International clinical trial to investigate aspirin as anti-cancer agent

Some 300 Irish volunteers to take part in study which coincides with Cancer Week

The trial is the first of its kind to investigate aspirin’s use as an anti-cancer agent involving such a large group of patients with early-stage cancer. Photograph: Getty Images

The trial is the first of its kind to investigate aspirin’s use as an anti-cancer agent involving such a large group of patients with early-stage cancer. Photograph: Getty Images

 

Some 300 Irish volunteers will take part in an international clinical trial to investigate whether aspirin can prevent early-stage cancer from returning.

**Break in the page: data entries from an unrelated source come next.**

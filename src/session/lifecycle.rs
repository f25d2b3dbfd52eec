//! Ownership and teardown of everything a session holds.
//!
//! [`Lifecycle::end_session`] releases resources in a fixed order: capture,
//! timers, transport, then playback and the output device. Each step logs
//! and swallows its own failure so the next one still runs. Calling it again
//! finds nothing left to release.

use crate::audio::capture::CaptureHandle;
use crate::pipeline::scheduler::PlaybackScheduler;
use crate::session::transport::TransportCommand;
use std::pin::Pin;
use std::time::Duration;
use tokio::sync::mpsc;
use tokio::time::{Instant, Sleep};
use tracing::{debug, info, warn};

/// The controller's one-shot timers.
#[derive(Debug, Clone, Copy, PartialEq, Eq)]
pub enum TimerKind {
    /// Between `session.update` and `response.create`.
    Settle,
    /// Bounds the wait for the first audio delta.
    Fallback,
    /// Between turn completion and closing the transport.
    Grace,
}

/// Armed timers as deadlines on the tokio clock.
#[derive(Default)]
pub struct Timers {
    settle: Option<Pin<Box<Sleep>>>,
    fallback: Option<Pin<Box<Sleep>>>,
    grace: Option<Pin<Box<Sleep>>>,
}

impl Timers {
    pub fn new() -> Self {
        Self::default()
    }

    fn slot(&mut self, kind: TimerKind) -> &mut Option<Pin<Box<Sleep>>> {
        match kind {
            TimerKind::Settle => &mut self.settle,
            TimerKind::Fallback => &mut self.fallback,
            TimerKind::Grace => &mut self.grace,
        }
    }

    /// Arm (or re-arm) a timer.
    pub fn arm(&mut self, kind: TimerKind, after: Duration) {
        debug!(?kind, ?after, "timer armed");
        *self.slot(kind) = Some(Box::pin(tokio::time::sleep(after)));
    }

    /// Disarm a timer. Returns whether it was armed.
    pub fn cancel(&mut self, kind: TimerKind) -> bool {
        self.slot(kind).take().is_some()
    }

    /// Disarm every timer. Returns how many were armed.
    pub fn cancel_all(&mut self) -> usize {
        [TimerKind::Settle, TimerKind::Fallback, TimerKind::Grace]
            .into_iter()
            .filter(|&kind| self.cancel(kind))
            .count()
    }

    pub fn is_armed(&self, kind: TimerKind) -> bool {
        match kind {
            TimerKind::Settle => self.settle.is_some(),
            TimerKind::Fallback => self.fallback.is_some(),
            TimerKind::Grace => self.grace.is_some(),
        }
    }

    fn earliest(&mut self) -> Option<(TimerKind, &mut Pin<Box<Sleep>>)> {
        let mut best: Option<(TimerKind, Instant)> = None;
        for (kind, slot) in [
            (TimerKind::Settle, &self.settle),
            (TimerKind::Fallback, &self.fallback),
            (TimerKind::Grace, &self.grace),
        ] {
            if let Some(sleep) = slot {
                let deadline = sleep.deadline();
                if best.is_none_or(|(_, d)| deadline < d) {
                    best = Some((kind, deadline));
                }
            }
        }
        let (kind, _) = best?;
        self.slot(kind).as_mut().map(|sleep| (kind, sleep))
    }

    /// Wait for the earliest armed timer and disarm it.
    ///
    /// Pending forever when nothing is armed, so it can sit in a `select!`.
    pub async fn next_expiry(&mut self) -> TimerKind {
        let Some((kind, sleep)) = self.earliest() else {
            return std::future::pending().await;
        };
        sleep.as_mut().await;
        self.cancel(kind);
        kind
    }
}

/// What one [`Lifecycle::end_session`] call actually released.
#[derive(Debug, Clone, Copy, Default, PartialEq, Eq)]
pub struct TeardownReport {
    pub capture_stopped: bool,
    pub timers_cancelled: usize,
    pub transport_closed: bool,
    pub playback_halted: bool,
    pub output_released: bool,
}

impl TeardownReport {
    /// Whether this call released nothing.
    pub fn is_noop(&self) -> bool {
        *self == Self::default()
    }
}

/// Resources owned by one session.
pub struct Lifecycle {
    capture: Option<Box<dyn CaptureHandle>>,
    pub timers: Timers,
    transport: Option<mpsc::UnboundedSender<TransportCommand>>,
    pub playback: PlaybackScheduler,
    ended: bool,
}

impl Lifecycle {
    pub fn new(playback: PlaybackScheduler) -> Self {
        Self {
            capture: None,
            timers: Timers::new(),
            transport: None,
            playback,
            ended: false,
        }
    }

    pub fn set_capture(&mut self, capture: Box<dyn CaptureHandle>) {
        self.capture = Some(capture);
    }

    pub fn capture_running(&self) -> bool {
        self.capture.is_some()
    }

    pub fn set_transport(&mut self, commands: mpsc::UnboundedSender<TransportCommand>) {
        self.transport = Some(commands);
    }

    pub fn transport(&self) -> Option<&mpsc::UnboundedSender<TransportCommand>> {
        self.transport.as_ref()
    }

    pub fn has_ended(&self) -> bool {
        self.ended
    }

    /// Stop the microphone. Returns whether it was running.
    pub fn stop_capture(&mut self) -> bool {
        let Some(mut capture) = self.capture.take() else {
            return false;
        };
        if let Err(e) = capture.stop() {
            warn!("capture did not stop cleanly: {e}");
        }
        true
    }

    /// Ask the socket task to close. Returns whether a transport was held.
    pub fn close_transport(&mut self) -> bool {
        let Some(commands) = self.transport.take() else {
            return false;
        };
        if commands.send(TransportCommand::Close).is_err() {
            debug!("transport task already finished");
        }
        true
    }

    /// Release everything. Safe to call from any state, any number of times.
    pub fn end_session(&mut self) -> TeardownReport {
        let report = TeardownReport {
            capture_stopped: self.stop_capture(),
            timers_cancelled: self.timers.cancel_all(),
            transport_closed: self.close_transport(),
            playback_halted: {
                let was_halted = self.playback.is_halted();
                self.playback.halt();
                !was_halted
            },
            output_released: self.playback.release_output(),
        };
        if !self.ended {
            self.ended = true;
            info!(?report, "session resources released");
        } else if !report.is_noop() {
            debug!(?report, "late resources released");
        }
        report
    }
}

impl Drop for Lifecycle {
    fn drop(&mut self) {
        self.end_session();
    }
}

The Irish participants will have had or have started treatment for early-stage breast, stomach, oesophageal, colon, rectum or prostrate cancer.

The “Add-Aspirin” trial, which coincides with Cancer Week, will involve 11,000 participants, including people in the UK and India. Participants will be recruited over three to six years and will self-administer the tablets daily for at least five years. The participants will then be checked 10 years after treatment.

The trial is the first of its kind to investigate aspirin’s use as an anti-cancer agent involving such a large group of patients with early-stage cancer.

Cancer Trials Ireland is coordinating the trial, which is funded by the Health Research Board and the Irish Cancer Society, and hospitals around the country will be participating in the study.

The trial’s chief Irish investigator Dr Gregory Leonard, consultant oncologist at University Hospital Galway, said there is a growing body of evidence over the past decade showing aspirin’s potential as an anti-cancer agent.

“At a time when we are used to new cancer treatments being relatively costly, the possibility of repurposing an inexpensive, generic drug that is available worldwide to stop or slow cancer is potentially ground-breaking,” said Dr Leonard.

“The results of this trial could have a huge impact on the global cancer burden, particularly given the increasing cancer incidence in lower resource countries.”